У солдат вся работа – это наряд, а сейчас – учеба. Подъем в 7.00 (уже непривычно), затем общая зарядка и 10 часов учебы. Меня не учат – я сам провожу занятия, 4–5 часов ежедневно, а в остальное время занимаюсь изготовлением измерительной аппаратуры. Даже статью в технический журнал написал, в Москву.

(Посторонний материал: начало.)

//! Indicator definitions and the categories that weight them.

mod standard;

use serde::{Deserialize, Serialize};
use std::collections::HashSet;
use tracing::warn;

use crate::scoring::{IndicatorId, IndicatorScore, ResolvedCombination, Severity, COMBINATIONS};

#[derive(Debug, Clone, Copy, PartialEq, Eq, PartialOrd, Ord, Hash, Serialize, Deserialize)]
pub struct CategoryId(pub u32);

/// Grouping of indicators sharing a category-level weight multiplier.
#[derive(Debug, Clone, PartialEq, Serialize, Deserialize)]
pub struct IndicatorCategory {
    pub id: CategoryId,
    pub name: String,
    pub description: String,
    pub weight: f64,
}

/// A named risk factor that can be attached to a case.
#[derive(Debug, Clone, PartialEq, Serialize, Deserialize)]
pub struct IndicatorDefinition {
    pub id: IndicatorId,
    pub category_id: CategoryId,
    pub name: String,
    pub description: String,
    pub severity: Severity,
    pub weight: f64,
}

/// An indicator joined with its category.
#[derive(Debug, Clone, Copy, PartialEq, Serialize)]
pub struct IndicatorView<'a> {
    #[serde(flatten)]
    pub definition: &'a IndicatorDefinition,
    pub category_name: &'a str,
    pub category_weight: f64,
}

#[derive(Debug, Clone, PartialEq, thiserror::Error)]
pub enum CatalogError {
    #[error("duplicate category id {0:?}")]
    DuplicateCategory(CategoryId),
    #[error("duplicate indicator id {0:?}")]
    DuplicateIndicator(IndicatorId),
    #[error("indicator '{indicator}' references unknown category {category:?}")]
    UnknownCategory {
        indicator: String,
        category: CategoryId,
    },
    #[error("'{name}' has invalid weight {weight}: weights must be positive and finite")]
    InvalidWeight { name: String, weight: f64 },
}

#[derive(Debug, Clone)]
pub struct IndicatorCatalog {
    categories: Vec<IndicatorCategory>,
    indicators: Vec<IndicatorDefinition>,
}

impl IndicatorCatalog {
    pub fn new(
        categories: Vec<IndicatorCategory>,
        indicators: Vec<IndicatorDefinition>,
    ) -> Result<Self, CatalogError> {
        let mut category_ids = HashSet::new();
        for category in &categories {
            check_weight(&category.name, category.weight)?;
            if !category_ids.insert(category.id) {
                return Err(CatalogError::DuplicateCategory(category.id));
            }
        }

        let mut indicator_ids = HashSet::new();
        for indicator in &indicators {
            check_weight(&indicator.name, indicator.weight)?;
            if !category_ids.contains(&indicator.category_id) {
                return Err(CatalogError::UnknownCategory {
                    indicator: indicator.name.clone(),
                    category: indicator.category_id,
                });
            }
            if !indicator_ids.insert(indicator.id) {
                return Err(CatalogError::DuplicateIndicator(indicator.id));
            }
        }

        Ok(Self {
            categories,
            indicators,
        })
    }

    /// Built-in catalog covering confessions, eyewitness identification, forensics,
    /// official misconduct, and post-conviction developments.
    pub fn standard() -> Self {
        Self {
            categories: standard::categories(),
            indicators: standard::indicators(),
        }
    }

    pub fn len(&self) -> usize {
        self.indicators.len()
    }

    pub fn is_empty(&self) -> bool {
        self.indicators.is_empty()
    }

    pub fn ids(&self) -> impl Iterator<Item = IndicatorId> + '_ {
        self.indicators.iter().map(|indicator| indicator.id)
    }

    pub fn category(&self, id: CategoryId) -> Option<&IndicatorCategory> {
        self.categories.iter().find(|category| category.id == id)
    }

    /// Categories ordered by name.
    pub fn categories(&self) -> Vec<&IndicatorCategory> {
        let mut categories: Vec<_> = self.categories.iter().collect();
        categories.sort_by(|a, b| a.name.cmp(&b.name));
        categories
    }

    pub fn find(&self, id: IndicatorId) -> Option<IndicatorView<'_>> {
        self.indicators
            .iter()
            .find(|indicator| indicator.id == id)
            .and_then(|indicator| self.view(indicator))
    }

    pub fn find_by_name(&self, name: &str) -> Option<IndicatorView<'_>> {
        let needle = name.trim();
        self.indicators
            .iter()
            .find(|indicator| indicator.name.eq_ignore_ascii_case(needle))
            .and_then(|indicator| self.view(indicator))
    }

    /// Every indicator, ordered by category name, severity (most severe first), then name.
    pub fn all(&self) -> Vec<IndicatorView<'_>> {
        let mut views: Vec<_> = self
            .indicators
            .iter()
            .filter_map(|indicator| self.view(indicator))
            .collect();
        views.sort_by(|a, b| {
            a.category_name
                .cmp(b.category_name)
                .then_with(|| b.definition.severity.cmp(&a.definition.severity))
                .then_with(|| a.definition.name.cmp(&b.definition.name))
        });
        views
    }

    /// Indicators in one category, most severe first.
    pub fn by_category(&self, category_id: CategoryId) -> Vec<IndicatorView<'_>> {
        let mut views: Vec<_> = self
            .indicators
            .iter()
            .filter(|indicator| indicator.category_id == category_id)
            .filter_map(|indicator| self.view(indicator))
            .collect();
        views.sort_by(|a, b| {
            b.definition
                .severity
                .cmp(&a.definition.severity)
                .then_with(|| a.definition.name.cmp(&b.definition.name))
        });
        views
    }

    pub fn by_severity(&self, severity: Severity) -> Vec<IndicatorView<'_>> {
        let mut views: Vec<_> = self
            .indicators
            .iter()
            .filter(|indicator| indicator.severity == severity)
            .filter_map(|indicator| self.view(indicator))
            .collect();
        views.sort_by(|a, b| {
            a.category_name
                .cmp(b.category_name)
                .then_with(|| a.definition.name.cmp(&b.definition.name))
        });
        views
    }

    /// Join an attached indicator with its definition and category for scoring.
    pub fn score_input(&self, id: IndicatorId, confidence: f64) -> Option<IndicatorScore> {
        self.find(id).map(|view| IndicatorScore {
            indicator_id: id,
            severity: view.definition.severity,
            weight: view.definition.weight,
            category_weight: view.category_weight,
            confidence_score: confidence,
        })
    }

    /// Map the built-in combinations onto this catalog's identifiers.
    pub fn resolve_combinations(&self) -> Vec<ResolvedCombination> {
        COMBINATIONS
            .iter()
            .filter_map(|combination| {
                let mut members = Vec::with_capacity(combination.indicators.len());
                for name in combination.indicators {
                    match self.find_by_name(name) {
                        Some(view) => members.push(view.definition.id),
                        None => {
                            warn!(
                                combination = combination.label,
                                indicator = name,
                                "combination skipped: indicator missing from catalog"
                            );
                            return None;
                        }
                    }
                }

                Some(ResolvedCombination {
                    label: combination.label.to_string(),
                    members,
                    bonus: combination.bonus,
                })
            })
            .collect()
    }

    fn view<'a>(&'a self, indicator: &'a IndicatorDefinition) -> Option<IndicatorView<'a>> {
        self.category(indicator.category_id)
            .map(|category| IndicatorView {
                definition: indicator,
                category_name: &category.name,
                category_weight: category.weight,
            })
    }
}

fn check_weight(name: &str, weight: f64) -> Result<(), CatalogError> {
    if weight.is_finite() && weight > 0.0 {
        Ok(())
    } else {
        Err(CatalogError::InvalidWeight {
            name: name.to_string(),
            weight,
        })
    }
}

Орлова сейчас в Тирасполе, большой вам привет от нее. Легочка тоже где-то там.
30.06.44
Снова цыганская жизнь. Ночь идем, с утра до полудня спим, а затем загораем под солнцем. Прошли 150 километров на юг, ржаные поля кончились, и мы находимся в царстве озер и холмов, покрытых лесами. Если Ниночка пишет, что на Украине плохо, то здесь замечательно. В 4 часа 10 минут всходит солнце, по лощинам клубится туман, дорога идет все время по холмам, и с них видны десятки озер, окаймленных лесами. Вечером, когда садится солнце, с озер доносится знакомый запах – запах родной далекой Волги. И вот только в эти единственные моменты в душу заползает смутное волнение; это не тоска, нет, просто нарушается душевное равновесие, полученное от дневных пейзажей.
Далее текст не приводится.